# Median Outlier Removal

This notebook details getting the median spectra for each surface and then training a model based on these median surface spectra. The aim here is to remove noisy or outlier spectra, to be left with a spectrum that is representative of the true Raman fingerprint of that surface.
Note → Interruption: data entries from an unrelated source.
impl VulkanRenderer {
    pub fn new<W>(window: &W, config: &EngineConfig, log: Log) -> Result<Self>
    where
        W: HasDisplayHandle + HasWindowHandle,
    {
        config.validate().inspect_err(|e| engine_error!(log, SOURCE, "{}", e))?;

        let display_handle = window.display_handle().map_err(|e| {
            engine_error!(log, SOURCE, "Failed to get display handle: {}", e);
            Error::InitializationFailed(format!("failed to get display handle: {}", e))
        })?;
        let window_handle = window.window_handle().map_err(|e| {
            engine_error!(log, SOURCE, "Failed to get window handle: {}", e);
            Error::InitializationFailed(format!("failed to get window handle: {}", e))
        })?;

        let mut instance = Self::create_instance(config, display_handle.as_raw(), &log)?;

        instance.surface = vk_check(&log, "create window surface", unsafe {
            ash_window::create_surface(
                &instance._entry,
                &instance.instance,
                display_handle.as_raw(),
                window_handle.as_raw(),
                None,
            )
        })?;

        let device_info = select_physical_device(
            &instance.instance,
            &instance.surface_loader,
            instance.surface,
            config.max_textures,
            &log,
        )?;
        let ctx = Self::create_context(&instance.instance, &device_info, &log)?;

        let swapchain = Swapchain::create(
            &ctx,
            &instance.instance,
            device_info.physical_device,
            instance.surface_loader.clone(),
            instance.surface,
            Extent2D::new(config.width, config.height),
            config.min_image_count,
        )?;

        let frames = (0..config.frames_in_flight)
            .map(|index| FrameSlot::new(&ctx, index))
            .collect::<Result<Vec<_>>>()?;

        let sampler_lod = SamplerLod::new(config.initial_sampler_max_lod);
        let sampler = TextureSampler::new(&ctx, sampler_lod.max_lod(), Some(device_info.max_sampler_anisotropy))?;

        let mut descriptors = BindlessDescriptors::new(&ctx, frames.len(), config.max_textures, sampler.handle())?;
        for (index, frame) in frames.iter().enumerate() {
            descriptors.write_uniform(FrameSlotIndex::new(index), frame.uniform_buffer())?;
        }

        let pipeline = ForwardPipeline::new(
            &ctx,
            descriptors.layout(),
            swapchain.format(),
            swapchain.depth_format(),
            &config.vertex_shader,
            &config.fragment_shader,
        )?;

        engine_info!(
            log,
            SOURCE,
            "Renderer ready on '{}': {} frame(s) in flight, {} swapchain image(s), {} texture slot(s)",
            device_info.name,
            frames.len(),
            swapchain.image_count(),
            config.max_textures
        );

        Ok(Self {
            overlay: Box::new(NullOverlay),
            meshes: Vec::new(),
            pipeline,
            textures: TextureTable::new(config.max_textures, log.clone()),
            descriptors,
            sampler,
            sampler_lod,
            frames,
            swapchain,
            ctx,
            device_info,
            clear_color: config.clear_color,
            log,
            instance,
        })
    }

    fn create_instance(
        config: &EngineConfig,
        display: raw_window_handle::RawDisplayHandle,
        log: &Log,
    ) -> Result<InstanceOwner> {
        let entry = unsafe { ash::Entry::load() }.map_err(|e| {
            engine_error!(log, SOURCE, "Failed to load Vulkan library: {}", e);
            Error::InitializationFailed(format!("failed to load Vulkan library: {}", e))
        })?;

        let app_name = CString::new(config.app_name.as_str())
            .map_err(|_| Error::Configuration("app_name must not contain NUL bytes".to_string()))?;
        let app_info = vk::ApplicationInfo::default()
            .application_name(&app_name)
            .application_version(vk::make_api_version(0, 1, 0, 0))
            .engine_name(c"GNVE")
            .engine_version(vk::make_api_version(0, 0, 1, 0))
            .api_version(vk::API_VERSION_1_3);

        let mut extension_names = ash_window::enumerate_required_extensions(display)
            .map_err(|e| {
                engine_error!(log, SOURCE, "Failed to get required extensions: {}", e);
                Error::InitializationFailed(format!("failed to get required extensions: {}", e))
            })?
            .to_vec();

        let validation = config.enable_validation && Self::validation_available(&entry, log);
        if validation {
            extension_names.push(ash::ext::debug_utils::NAME.as_ptr());
        }
        let layer_names = if validation { vec![VALIDATION_LAYER.as_ptr()] } else { Vec::new() };

        let create_info = vk::InstanceCreateInfo::default()
            .application_info(&app_info)
            .enabled_layer_names(&layer_names)
            .enabled_extension_names(&extension_names);
        let instance = vk_check(log, "create Vulkan instance", unsafe { entry.create_instance(&create_info, None) })?;

        let surface_loader = ash::khr::surface::Instance::new(&entry, &instance);
        let mut owner = InstanceOwner {
            instance,
            messenger: None,
            surface_loader,
            surface: vk::SurfaceKHR::null(),
            _entry: entry,
        };
        if validation {
            owner.messenger = Some(DebugMessenger::new(&owner._entry, &owner.instance, log, config.debug_severity)?);
        }
        Ok(owner)
    }

    fn validation_available(entry: &ash::Entry, log: &Log) -> bool {
        if !cfg!(feature = "vulkan-validation") {
            engine_warn!(log, SOURCE, "Validation requested but the `vulkan-validation` feature is off");
            return false;
        }
        let layers = unsafe { entry.enumerate_instance_layer_properties() }.unwrap_or_default();
        let found = layers
            .iter()
            .any(|layer| layer.layer_name_as_c_str().is_ok_and(|name| name == VALIDATION_LAYER));
        if !found {
            engine_warn!(log, SOURCE, "{:?} is not installed, continuing without validation", VALIDATION_LAYER);
        }
        found
    }

    /// Device, queues, allocator and upload pool, owned by a shared context
    fn create_context(instance: &ash::Instance, selection: &DeviceSelection, log: &Log) -> Result<Arc<GpuContext>> {
        let device = create_logical_device(instance, selection, log)?;
        let destroy_device = |device: &ash::Device| unsafe { device.destroy_device(None) };

        let allocator = match Allocator::new(&AllocatorCreateDesc {
            instance: instance.clone(),
            device: device.clone(),
            physical_device: selection.physical_device,
            debug_settings: Default::default(),
            buffer_device_address: false,
            allocation_sizes: Default::default(),
        }) {
            Ok(allocator) => allocator,
            Err(e) => {
                engine_error!(log, SOURCE, "Failed to create GPU allocator: {:?}", e);
                destroy_device(&device);
                return Err(Error::InitializationFailed(format!("failed to create allocator: {:?}", e)));
            }
        };

        let pool_info = vk::CommandPoolCreateInfo::default()
            .queue_family_index(selection.graphics_family)
            .flags(vk::CommandPoolCreateFlags::TRANSIENT | vk::CommandPoolCreateFlags::RESET_COMMAND_BUFFER);
        let upload_pool = match vk_check(log, "create upload command pool", unsafe {
            device.create_command_pool(&pool_info, None)
        }) {
            Ok(pool) => pool,
            Err(e) => {
                drop(allocator);
                destroy_device(&device);
                return Err(e);
            }
        };

        let (graphics_queue, present_queue) = unsafe {
            (
                device.get_device_queue(selection.graphics_family, 0),
                device.get_device_queue(selection.present_family, 0),
            )
        };
        Ok(Arc::new(GpuContext::new(
            device,
            allocator,
            graphics_queue,
            selection.graphics_family,
            present_queue,
            upload_pool,
            log.clone(),
        )))
    }

    /// Import a glTF/GLB scene; its meshes are drawn from the next frame on
    ///
    /// Waits for the device first: uploads and a possible sampler rebuild
    /// must not overlap frames in flight.
    pub fn import_scene(&mut self, path: impl AsRef<Path>) -> Result<SceneSummary> {
        self.wait_idle()?;
        let log = self.log.clone();
        let textures_before = self.textures.used_count();
        let scene = import_scene_file(path, self, &log)?;

        let summary = SceneSummary {
            meshes: scene.meshes.len(),
            textures: scene.texture_slots.len(),
        };
        self.meshes.extend(scene.meshes.into_iter().map(|mesh| mesh.gpu));

        if self.textures.is_empty() {
            engine_debug!(self.log, SOURCE, "Scene has no images, registering a white fallback texture");
            let white = self.upload_texture(&DecodedTexture::solid([255, 255, 255, 255]))?;
            self.register_texture(white)?;
        }
        engine_debug!(
            self.log,
            SOURCE,
            "Texture table: {} -> {} of {} slot(s)",
            textures_before,
            self.textures.used_count(),
            self.textures.capacity()
        );
        Ok(summary)
    }

    /// Replace the overlay collaborator
    pub fn set_overlay(&mut self, overlay: Box<dyn OverlayPass>) {
        self.overlay = overlay;
    }

    pub fn wait_idle(&self) -> Result<()> {
        unsafe { self.ctx.check("wait for device idle", self.ctx.device.device_wait_idle()) }
    }

    pub fn device_name(&self) -> &str {
        &self.device_info.name
    }

    pub fn swapchain_image_count(&self) -> usize {
        self.swapchain.image_count()
    }

    pub fn swapchain_format(&self) -> vk::Format {
        self.swapchain.format()
    }

    pub fn present_mode(&self) -> vk::PresentModeKHR {
        self.swapchain.present_mode()
    }

    pub fn frames_in_flight(&self) -> usize {
        self.frames.len()
    }

    pub fn mesh_count(&self) -> usize {
        self.meshes.len()
    }

    pub fn texture_count(&self) -> u32 {
        self.textures.used_count()
    }

    pub fn sampler_max_lod(&self) -> f32 {
        self.sampler.max_lod()
    }

    /// Counters of the validation messenger, if validation is active
    pub fn validation_stats(&self) -> Option<ValidationStats> {
        self.instance.messenger.as_ref().map(DebugMessenger::stats)
    }

    fn frame(&self, slot: FrameSlotIndex) -> Result<&FrameSlot> {
        match self.frames.get(slot.get()) {
            Some(frame) => Ok(frame),
            None => engine_bail!(self.log, SOURCE, "{} out of range ({} frames in flight)", slot, self.frames.len()),
        }
    }

    /// Forward pass: one pipeline, one set, one push constant per mesh
    unsafe fn record_forward(
        &self,
        cmd: vk::CommandBuffer,
        slot: FrameSlotIndex,
        color_view: vk::ImageView,
        extent: vk::Extent2D,
    ) -> Result<()> {
        let device = &self.ctx.device;
        let depth = self.swapchain.depth_target()?;

        let color_attachment = vk::RenderingAttachmentInfo::default()
            .image_view(color_view)
            .image_layout(vk::ImageLayout::COLOR_ATTACHMENT_OPTIMAL)
            .load_op(vk::AttachmentLoadOp::CLEAR)
            .store_op(vk::AttachmentStoreOp::STORE)
            .clear_value(vk::ClearValue {
                color: vk::ClearColorValue {
                    float32: self.clear_color,
                },
            });
        let depth_attachment = vk::RenderingAttachmentInfo::default()
            .image_view(depth.view())
            .image_layout(vk::ImageLayout::DEPTH_STENCIL_ATTACHMENT_OPTIMAL)
            .load_op(vk::AttachmentLoadOp::CLEAR)
            .store_op(vk::AttachmentStoreOp::DONT_CARE)
            .clear_value(vk::ClearValue {
                depth_stencil: vk::ClearDepthStencilValue { depth: 1.0, stencil: 0 },
            });

        let render_area = vk::Rect2D {
            offset: vk::Offset2D { x: 0, y: 0 },
            extent,
        };
        let color_attachments = [color_attachment];
        let mut rendering_info = vk::RenderingInfo::default()
            .render_area(render_area)
            .layer_count(1)
            .color_attachments(&color_attachments)
            .depth_attachment(&depth_attachment);
        if has_stencil(depth.format()) {
            rendering_info = rendering_info.stencil_attachment(&depth_attachment);
        }

        device.cmd_begin_rendering(cmd, &rendering_info);

        let viewport = vk::Viewport {
            x: 0.0,
            y: 0.0,
            width: extent.width as f32,
            height: extent.height as f32,
            min_depth: 0.0,
            max_depth: 1.0,
        };
        device.cmd_set_viewport(cmd, 0, &[viewport]);
        device.cmd_set_scissor(cmd, 0, &[render_area]);

        device.cmd_bind_pipeline(cmd, vk::PipelineBindPoint::GRAPHICS, self.pipeline.handle());
        device.cmd_bind_descriptor_sets(
            cmd,
            vk::PipelineBindPoint::GRAPHICS,
            self.pipeline.layout(),
            0,
            &[self.descriptors.set(slot)?],
            &[],
        );

        for mesh in &self.meshes {
            device.cmd_bind_vertex_buffers(cmd, 0, &[mesh.vertex_buffer.handle()], &[0]);
            device.cmd_bind_index_buffer(cmd, mesh.index_buffer.handle(), 0, vk::IndexType::UINT32);
            device.cmd_push_constants(
                cmd,
                self.pipeline.layout(),
                vk::ShaderStageFlags::FRAGMENT,
                0,
                bytemuck::bytes_of(&mesh.texture_slot.get()),
            );
            device.cmd_draw_indexed(cmd, mesh.index_count, 1, 0, 0, 0);
        }

        device.cmd_end_rendering(cmd);
        Ok(())
    }

    /// Overlay pass: same color attachment, loaded, no depth
    unsafe fn record_overlay(
        &mut self,
        cmd: vk::CommandBuffer,
        slot: FrameSlotIndex,
        image: SwapImageIndex,
        color_view: vk::ImageView,
        extent: vk::Extent2D,
        stats: &FrameStats,
    ) -> Result<()> {
        let color_attachments = [overlay_color_attachment(color_view)];
        let rendering_info = vk::RenderingInfo::default()
            .render_area(vk::Rect2D {
                offset: vk::Offset2D { x: 0, y: 0 },
                extent,
            })
            .layer_count(1)
            .color_attachments(&color_attachments);

        self.ctx.device.cmd_begin_rendering(cmd, &rendering_info);
        let frame = OverlayFrame {
            device: &self.ctx.device,
            cmd,
            slot,
            image,
            extent,
            color_format: self.swapchain.format(),
            stats,
        };
        let result = self.overlay.record(&frame);
        // The scope is closed even if the overlay failed, so the buffer can still be ended
        self.ctx.device.cmd_end_rendering(cmd);
        result
    }
}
This notebook uses KFold cross validation as there is no data leakage between surfaces since each spectrum only represents one surface

Import Libraries

In [1]:
import sys
sys.path.append('..')  # Adds the parent directory to the path so Python can find the `Cleaning_and_Evaluation` package
from Cleaning_and_Evaluation import *
import pandas as pd
import seaborn as sns
import numpy as np
from sklearn.ensemble import ExtraTreesClassifier
from sklearn.metrics import accuracy_score, classification_report, confusion_matrix
from sklearn.model_selection import cross_val_score
from sklearn.model_selection import KFold

Read the spectral data

In [2]:
df = pd.read_csv("../data/exosomes.raw_spectrum_400-1800.csv")

Clean the spectra

In [3]:
cleaning_params = {
    'despike': False,
    'baseline_correct': True,
    'smoothing': True,
    'scaling': False,
    'despike_ma': 10,
    'despike_threshold': 7,
    'lam': 10**9,
    'p': 0.05,
    'window_size': 35,
    'poly_order': 3
}
spectra_cleaning(df, **cleaning_params)

Preparing spectra and getting median absorbance at each wavenumber within each surface

In [4]:
def prepare_wavelength_df(df, absorbance_col, status_col='Status'):

    # Group by 'SurID' and 'WaveNumber' and calculate median absorbance
    median_absorbance = df.groupby(['SurID', 'WaveNumber'])[absorbance_col].median().reset_index()

    # Pivot the table to get 'WaveNumber' as columns, 'SurID' as index, and median absorbance as values
    wavelength_df = median_absorbance.pivot(index='SurID', columns='WaveNumber', values=absorbance_col)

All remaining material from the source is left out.